- _WORK TASK_:
Note how many lines in these entries contain "used", and reply with that number alone.

- _ENTRIES SHOWN_:

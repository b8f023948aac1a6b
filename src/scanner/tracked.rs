use std::collections::HashSet;
use std::str::FromStr;
use std::sync::atomic::{AtomicUsize, Ordering};
use std::sync::Arc;

use alloy::primitives::Address;

/// The in-memory projection of every wallet address ever discovered,
/// mutated only from the scanner's single pipeline task. The health
/// probe reads its size through the shared counter rather than touching
/// the set itself.
pub struct TrackedWallets {
    addresses: HashSet<String>,
    counter: Arc<AtomicUsize>,
}

impl TrackedWallets {
    pub fn new(counter: Arc<AtomicUsize>) -> Self {
        Self { addresses: HashSet::new(), counter }
    }

    /// Inserts a lowercase address, returning whether it was new.
    pub fn insert(&mut self, address: String) -> bool {
        let inserted = self.addresses.insert(address);
        if inserted {
            self.counter.store(self.addresses.len(), Ordering::Relaxed);
        }
        inserted
    }

    /// Replaces the whole set, used after a poll-loop gap reload.
    pub fn reload(&mut self, addresses: Vec<String>) {
        self.addresses = addresses.into_iter().collect();
        self.counter.store(self.addresses.len(), Ordering::Relaxed);
    }

    pub fn is_empty(&self) -> bool {
        self.addresses.is_empty()
    }

    /// Snapshot as parsed `Address`es for an RPC log filter. Entries that
    /// fail to parse are dropped rather than panicking — every member of
    /// this set is expected to already be a normalized address string.
    pub fn addresses(&self) -> Vec<Address> {
        self.addresses.iter().filter_map(|a| Address::from_str(a).ok()).collect()
    }
}

#[cfg(test)]
mod tests {
    use super::*;

    #[test]
    fn insert_is_idempotent_and_tracks_count() {
        let counter = Arc::new(AtomicUsize::new(0));
        let mut tracked = TrackedWallets::new(counter.clone());
        assert!(tracked.insert("0xaaa0000000000000000000000000000000000a".to_string()));
        assert!(!tracked.insert("0xaaa0000000000000000000000000000000000a".to_string()));
        assert_eq!(counter.load(Ordering::Relaxed), 1);
    }

    #[test]
    fn reload_replaces_the_whole_set() {
        let counter = Arc::new(AtomicUsize::new(0));
        let mut tracked = TrackedWallets::new(counter.clone());
        tracked.insert("0xaaa0000000000000000000000000000000000a".to_string());
        tracked.reload(vec!["0xbbb0000000000000000000000000000000000b".to_string()]);
        assert_eq!(counter.load(Ordering::Relaxed), 1);
        assert!(!tracked.addresses.contains("0xaaa0000000000000000000000000000000000a"));
    }
}
use std::str::FromStr;

use alloy::primitives::{Address, Bytes, U256};

use crate::config::ModuleAddresses;
use crate::decoder::abi::decode_owners_return;
use crate::decoder::events::LogMeta;
use crate::decoder::{classify_calldata, DecodedEvent};
use crate::error::IndexError;
use crate::rpc::RpcClient;
use crate::store::Gateway;

const SELECTOR_GET_OWNERS: [u8; 4] = [0xa0, 0xe6, 0x7e, 0x2b]; // getOwners()
const SELECTOR_THRESHOLD: [u8; 4] = [0x42, 0xcd, 0xe4, 0xe8]; // threshold()

/// Routes one decoded event to its projection. Any error here propagates
/// to the scanner, which aborts the current block range without advancing
/// the checkpoint; the range is retried whole on the next poll.
pub async fn dispatch(
    event: &DecodedEvent,
    gw: &Gateway,
    rpc: &RpcClient,
    modules: &ModuleAddresses,
) -> Result<(), IndexError> {
    match event {
        DecodedEvent::WalletCreated { wallet, owners, threshold, meta, .. } => {
            gw.upsert_wallet(wallet, threshold, owners.len() as i32, meta.block_number as i64, &meta.transaction_hash)
                .await?;
            gw.insert_owners_batch(wallet, owners, meta.block_number as i64, &meta.transaction_hash).await
        }

        DecodedEvent::WalletRegistered { wallet, meta, .. } => {
            handle_wallet_registered(wallet, meta, gw, rpc).await
        }

        DecodedEvent::TransactionProposed { wallet, tx_hash, proposer, to, value, data, meta } => {
            let to_is_module = is_module_address(to, modules);
            let (transaction_type, params) = classify_calldata(data, to_is_module);
            gw.insert_transaction_pending(
                wallet,
                tx_hash,
                to,
                value,
                data,
                transaction_type.as_str(),
                params.to_json(),
                proposer,
                meta.block_number as i64,
                &meta.transaction_hash,
            )
            .await
        }

        DecodedEvent::TransactionApproved { wallet, tx_hash, owner, meta } => {
            gw.insert_confirmation(wallet, tx_hash, owner, meta.block_number as i64, &meta.transaction_hash).await
        }

        DecodedEvent::ApprovalRevoked { wallet, tx_hash, owner, meta } => {
            gw.revoke_confirmation(wallet, tx_hash, owner, meta.block_number as i64, &meta.transaction_hash).await
        }

        DecodedEvent::TransactionExecuted { wallet, tx_hash, meta, .. } => {
            gw.mark_transaction_executed(wallet, tx_hash, meta.block_number as i64, &meta.transaction_hash).await
        }

        DecodedEvent::TransactionCancelled { wallet, tx_hash, meta, .. } => {
            gw.mark_transaction_cancelled(wallet, tx_hash, meta.block_number as i64, &meta.transaction_hash).await
        }

        DecodedEvent::OwnerAdded { wallet, owner, meta } => {
            gw.insert_owner(wallet, owner, meta.block_number as i64, &meta.transaction_hash).await?;
            gw.increment_owner_count(wallet, 1).await
        }

        DecodedEvent::OwnerRemoved { wallet, owner, meta } => {
            gw.mark_owner_inactive(wallet, owner, meta.block_number as i64, &meta.transaction_hash).await?;
            gw.increment_owner_count(wallet, -1).await
        }

        DecodedEvent::ThresholdChanged { wallet, threshold, .. } => gw.update_threshold(wallet, threshold).await,

        DecodedEvent::ModuleEnabled { wallet, module, meta } => {
            gw.upsert_module_enabled(wallet, module, meta.block_number as i64, &meta.transaction_hash).await
        }

        DecodedEvent::ModuleDisabled { wallet, module, meta } => {
            gw.disable_module(wallet, module, meta.block_number as i64, &meta.transaction_hash).await
        }

        DecodedEvent::Received { wallet, sender, amount, meta } => {
            gw.insert_deposit(wallet, sender, amount, meta.block_number as i64, &meta.transaction_hash).await
        }

        DecodedEvent::RecoverySetup { wallet, guardians, threshold, recovery_period, meta } => {
            gw.upsert_recovery_setup(
                wallet,
                threshold,
                recovery_period,
                guardians,
                meta.block_number as i64,
                &meta.transaction_hash,
            )
            .await
        }

        DecodedEvent::RecoveryInitiated { wallet, recovery_hash, new_owners, new_threshold, initiator, meta } => {
            handle_recovery_initiated(wallet, recovery_hash, new_owners, new_threshold, initiator, meta, gw, rpc)
                .await
        }

        DecodedEvent::RecoveryApproved { wallet, recovery_hash, guardian, meta } => {
            gw.insert_recovery_approval(wallet, recovery_hash, guardian, meta.block_number as i64, &meta.transaction_hash)
                .await
        }

        DecodedEvent::RecoveryApprovalRevoked { wallet, recovery_hash, guardian, meta } => {
            gw.revoke_recovery_approval(wallet, recovery_hash, guardian, meta.block_number as i64, &meta.transaction_hash)
                .await
        }

        DecodedEvent::RecoveryExecuted { wallet, recovery_hash, meta } => {
            gw.mark_recovery_executed(wallet, recovery_hash, meta.block_number as i64, &meta.transaction_hash).await
        }

        DecodedEvent::RecoveryCancelled { wallet, recovery_hash, meta } => {
            gw.mark_recovery_cancelled(wallet, recovery_hash, meta.block_number as i64, &meta.transaction_hash).await
        }

        DecodedEvent::DailyLimitSet { wallet, daily_limit, .. } => gw.upsert_daily_limit_set(wallet, daily_limit).await,

        DecodedEvent::DailyLimitReset { wallet, .. } => gw.reset_daily_limit(wallet).await,

        DecodedEvent::DailyLimitTransactionExecuted { wallet, to, value, remaining_limit, meta } => {
            let module = modules.daily_limit.clone().unwrap_or_default();
            gw.insert_module_transaction(
                wallet,
                "daily_limit",
                &module,
                to,
                value,
                Some(remaining_limit.as_str()),
                meta.block_number as i64,
                &meta.transaction_hash,
            )
            .await?;
            gw.apply_daily_limit_spend(wallet, remaining_limit).await
        }

        DecodedEvent::AddressWhitelisted { wallet, whitelisted, limit, meta } => {
            gw.insert_whitelist_entry(wallet, whitelisted, limit, meta.block_number as i64, &meta.transaction_hash).await
        }

        DecodedEvent::AddressRemovedFromWhitelist { wallet, whitelisted, meta } => {
            gw.remove_whitelist_entry(wallet, whitelisted, meta.block_number as i64, &meta.transaction_hash).await
        }

        DecodedEvent::WhitelistTransactionExecuted { wallet, to, value, meta } => {
            let module = modules.whitelist.clone().unwrap_or_default();
            gw.insert_module_transaction(
                wallet,
                "whitelist",
                &module,
                to,
                value,
                None,
                meta.block_number as i64,
                &meta.transaction_hash,
            )
            .await
        }
    }
}

/// Late-discovery path: the factory's `WalletRegistered` doesn't carry an
/// owner list, so the owners and threshold are read back from the wallet
/// contract directly, pinned to the event's own block so the read is
/// consistent with the state that produced the event.
async fn handle_wallet_registered(wallet: &str, meta: &LogMeta, gw: &Gateway, rpc: &RpcClient) -> Result<(), IndexError> {
    let address = Address::from_str(wallet).map_err(|_| IndexError::validation("wallet", wallet))?;

    let owners_data = rpc.call(address, Bytes::from(SELECTOR_GET_OWNERS.to_vec()), Some(meta.block_number)).await?;
    let owners = decode_owners_return(&owners_data).map_err(|e| IndexError::Decode(e.to_string()))?;

    let threshold_data = rpc.call(address, Bytes::from(SELECTOR_THRESHOLD.to_vec()), Some(meta.block_number)).await?;
    if threshold_data.len() < 32 {
        return Err(IndexError::Decode("threshold() returned less than one word".to_string()));
    }
    let threshold = U256::from_be_slice(&threshold_data[..32]).to_string();

    gw.upsert_wallet(wallet, &threshold, owners.len() as i32, meta.block_number as i64, &meta.transaction_hash)
        .await?;
    gw.insert_owners_batch(wallet, &owners, meta.block_number as i64, &meta.transaction_hash).await
}

/// `executionTime = blockTimestamp(initiationBlock) + recoveryConfig.recoveryPeriod`.
/// A failed timestamp read falls back to wall-clock and is logged, never
/// silently — the fallback changes the stored value.
async fn handle_recovery_initiated(
    wallet: &str,
    recovery_hash: &str,
    new_owners: &[String],
    new_threshold: &str,
    initiator: &str,
    meta: &LogMeta,
    gw: &Gateway,
    rpc: &RpcClient,
) -> Result<(), IndexError> {
    let (required_threshold, recovery_period) = gw
        .get_recovery_config(wallet)
        .await?
        .ok_or_else(|| IndexError::Decode(format!("no recovery config for wallet {wallet}")))?;

    let execution_time = match rpc.block_timestamp(meta.block_number).await {
        Ok(ts) => ts as i64 + recovery_period,
        Err(e) => {
            tracing::warn!(
                wallet = %wallet,
                block = meta.block_number,
                error = %e,
                "block timestamp lookup failed, falling back to wall-clock for recovery executionTime"
            );
            chrono::Utc::now().timestamp() + recovery_period
        }
    };

    gw.insert_recovery(
        wallet,
        recovery_hash,
        new_owners,
        new_threshold,
        initiator,
        &required_threshold.to_string(),
        execution_time,
        meta.block_number as i64,
        &meta.transaction_hash,
    )
    .await
}

fn is_module_address(addr: &str, modules: &ModuleAddresses) -> bool {
    let addr = addr.to_lowercase();
    [&modules.daily_limit, &modules.whitelist, &modules.social_recovery]
        .into_iter()
        .any(|configured| configured.as_deref().map(str::to_lowercase).as_deref() == Some(addr.as_str()))
}

#[cfg(test)]
mod tests {
    use super::*;

    #[test]
    fn is_module_address_matches_case_insensitively() {
        let modules = ModuleAddresses {
            daily_limit: Some("0xAAA0000000000000000000000000000000000A".to_string()),
            whitelist: None,
            social_recovery: None,
        };
        assert!(is_module_address("0xaaa0000000000000000000000000000000000a", &modules));
        assert!(!is_module_address("0xbbb0000000000000000000000000000000000b", &modules));
    }
}
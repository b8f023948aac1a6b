use crate::error::IndexError;

/// Validate and lowercase an address. Every `Gateway` method normalises
/// its address/hash inputs through here before building SQL.
pub fn normalize_address(field: &str, value: &str) -> Result<String, IndexError> {
    if is_address_shape(value) {
        Ok(value.to_lowercase())
    } else {
        Err(IndexError::validation(field, value))
    }
}

pub fn normalize_hash(field: &str, value: &str) -> Result<String, IndexError> {
    if is_hash_shape(value) {
        Ok(value.to_lowercase())
    } else {
        Err(IndexError::validation(field, value))
    }
}

fn is_address_shape(s: &str) -> bool {
    s.starts_with("0x") && s.len() == 42 && s[2..].chars().all(|c| c.is_ascii_hexdigit())
}

fn is_hash_shape(s: &str) -> bool {
    s.starts_with("0x") && s.len() == 66 && s[2..].chars().all(|c| c.is_ascii_hexdigit())
}

/// uint256 values travel through the store as decimal-string TEXT to
/// avoid truncating 256-bit precision; this just confirms the value is
/// a well-formed non-negative base-10 integer before it is bound into
/// a query.
pub fn normalize_uint256(field: &str, value: &str) -> Result<String, IndexError> {
    if !value.is_empty() && value.chars().all(|c| c.is_ascii_digit()) {
        Ok(value.to_string())
    } else {
        Err(IndexError::validation(field, value))
    }
}

#[cfg(test)]
mod tests {
    use super::*;

    #[test]
    fn accepts_and_lowercases_well_formed_address() {
        let addr = "0xABCDEF0000000000000000000000000000000a";
        assert_eq!(normalize_address("owner", addr).unwrap(), addr.to_lowercase());
    }

    #[test]
    fn rejects_short_address() {
        assert!(normalize_address("owner", "0x123").is_err());
    }

    #[test]
    fn rejects_hash_that_is_address_shaped() {
        let addr = "0x1111111111111111111111111111111111111111";
        assert!(normalize_hash("txHash", addr).is_err());
    }

    #[test]
    fn accepts_well_formed_hash() {
        let hash = format!("0x{}", "ab".repeat(32));
        assert_eq!(normalize_hash("txHash", &hash).unwrap(), hash.to_lowercase());
    }

    #[test]
    fn uint256_rejects_negative_and_non_numeric() {
        assert!(normalize_uint256("value", "-1").is_err());
        assert!(normalize_uint256("value", "not-a-number").is_err());
        assert!(normalize_uint256("value", "").is_err());
    }

    #[test]
    fn uint256_accepts_large_decimal_string() {
        let huge = "1".repeat(70);
        assert_eq!(normalize_uint256("value", &huge).unwrap(), huge);
    }
}
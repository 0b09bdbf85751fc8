/// Implement [`Node`](crate::domain::Node) and [`Property`](crate::domain::Property)
/// for an [`Aggregate`](crate::domain::Aggregate) by delegating to its registry.
///
/// The type must implement `Aggregate`, `Clone` and `Debug`.
#[macro_export]
macro_rules! aggregate_node {
    ($ty:ty) => {
        impl $crate::domain::Node for $ty {
            fn name(&self) -> ::std::option::Option<&str> {
                $crate::domain::Node::name($crate::domain::Aggregate::registry(self))
            }

            fn clone_node(&self) -> ::std::boxed::Box<dyn $crate::domain::Node> {
                ::std::boxed::Box::new(::std::clone::Clone::clone(self))
            }

            fn assign(
                &mut self,
                other: &dyn $crate::domain::Node,
            ) -> $crate::domain::DomainResult<()> {
                $crate::domain::Node::assign($crate::domain::Aggregate::registry_mut(self), other)
            }

            fn load(&mut self, doc: &$crate::domain::Document) -> $crate::domain::DomainResult<()> {
                $crate::domain::Node::load($crate::domain::Aggregate::registry_mut(self), doc)
            }

            fn save_contents(&self) -> $crate::domain::DomainResult<$crate::domain::Document> {
                $crate::domain::Node::save_contents($crate::domain::Aggregate::registry(self))
            }

            fn as_any(&self) -> &dyn ::std::any::Any {
                self
            }

            fn as_any_mut(&mut self) -> &mut dyn ::std::any::Any {
                self
            }

            fn as_registry(&self) -> ::std::option::Option<&$crate::domain::Registry> {
                ::std::option::Option::Some($crate::domain::Aggregate::registry(self))
            }

            fn as_registry_mut(&mut self) -> ::std::option::Option<&mut $crate::domain::Registry> {
                ::std::option::Option::Some($crate::domain::Aggregate::registry_mut(self))
            }
        }

        impl $crate::domain::Property for $ty {
            type Value = $ty;

            fn value(&self) -> &$ty {
                self
            }

            fn value_mut(&mut self) -> &mut $ty {
                self
            }
        }
    };
}
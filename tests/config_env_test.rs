//! Integration tests for the PROPREG_* environment layer of Settings.
//!
//! Environment variables are process-wide, so these cases live in their own
//! test binary and run inside a single test function.

use std::env;
use std::fs;
use std::path::Path;

use tempfile::TempDir;

use propreg::config::{local_config_path, Settings};
use propreg::util::testing::init_test_setup;

#[test]
fn given_propreg_env_vars_when_load_then_override_local_config() {
    // Arrange
    init_test_setup();
    let dir = TempDir::new().unwrap();
    fs::write(
        local_config_path(dir.path()),
        "indent = 8\ncreate_dirs = true\ndocument_dir = \"/from/file\"\n",
    )
    .unwrap();
    env::set_var("PROPREG_INDENT", "2");
    env::set_var("PROPREG_CREATE_DIRS", "false");
    env::set_var("PROPREG_DOCUMENT_DIR", "/from/env");

    // Act
    let with_env = Settings::load(Some(dir.path()));
    env::remove_var("PROPREG_INDENT");
    env::remove_var("PROPREG_CREATE_DIRS");
    env::remove_var("PROPREG_DOCUMENT_DIR");
    let without_env = Settings::load(Some(dir.path())).expect("load settings");

    // Assert
    let with_env = with_env.expect("load settings");
    assert_eq!(with_env.indent, 2);
    assert!(!with_env.create_dirs);
    assert_eq!(with_env.document_dir, Path::new("/from/env"));
    assert_eq!(without_env.indent, 8);
    assert!(without_env.create_dirs);
    assert_eq!(without_env.document_dir, Path::new("/from/file"));
}
//! Domain-level errors (no I/O concerns)

use thiserror::Error;

/// Domain errors raised while walking a node graph.
#[derive(Error, Debug)]
pub enum DomainError {
    #[error("no name found for this {kind}")]
    MissingName { kind: &'static str },

    #[error("cannot convert value of '{name}': {source}")]
    Conversion {
        name: String,
        #[source]
        source: serde_json::Error,
    },

    #[error("'{name}' expected {expected}, found {found}")]
    UnexpectedShape {
        name: String,
        expected: &'static str,
        found: &'static str,
    },

    #[error("type mismatch: expected {expected}, found {found}")]
    TypeMismatch {
        expected: &'static str,
        found: &'static str,
    },

    #[error("'{name}' expects exactly {expected} elements, found {found}")]
    MalformedCollection {
        name: String,
        expected: usize,
        found: usize,
    },

    #[error("field not found: {0}")]
    FieldNotFound(String),
}

impl DomainError {
    pub(crate) fn conversion(name: Option<&str>, source: serde_json::Error) -> Self {
        Self::Conversion {
            name: name.unwrap_or("<anonymous>").to_string(),
            source,
        }
    }

    pub(crate) fn shape(name: Option<&str>, expected: &'static str, found: &serde_json::Value) -> Self {
        Self::UnexpectedShape {
            name: name.unwrap_or("<anonymous>").to_string(),
            expected,
            found: shape_of(found),
        }
    }
}

/// Short description of a document value's shape, used in error messages.
pub fn shape_of(doc: &serde_json::Value) -> &'static str {
    match doc {
        serde_json::Value::Null => "null",
        serde_json::Value::Bool(_) => "boolean",
        serde_json::Value::Number(_) => "number",
        serde_json::Value::String(_) => "string",
        serde_json::Value::Array(_) => "array",
        serde_json::Value::Object(_) => "object",
    }
}

/// Result type for domain operations.
pub type DomainResult<T> = Result<T, DomainError>;
//! Infrastructure layer: document files, I/O boundary traits and DI container
//!
//! This layer implements I/O boundary traits and wires up services.

pub mod di;
pub mod document;
pub mod error;
pub mod traits;

pub use document::WriteOptions;
pub use error::{InfraError, InfraResult};
pub use traits::{FileSystem, RealFileSystem};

- _OUTPUT FOR THIS EXERCISE_:
2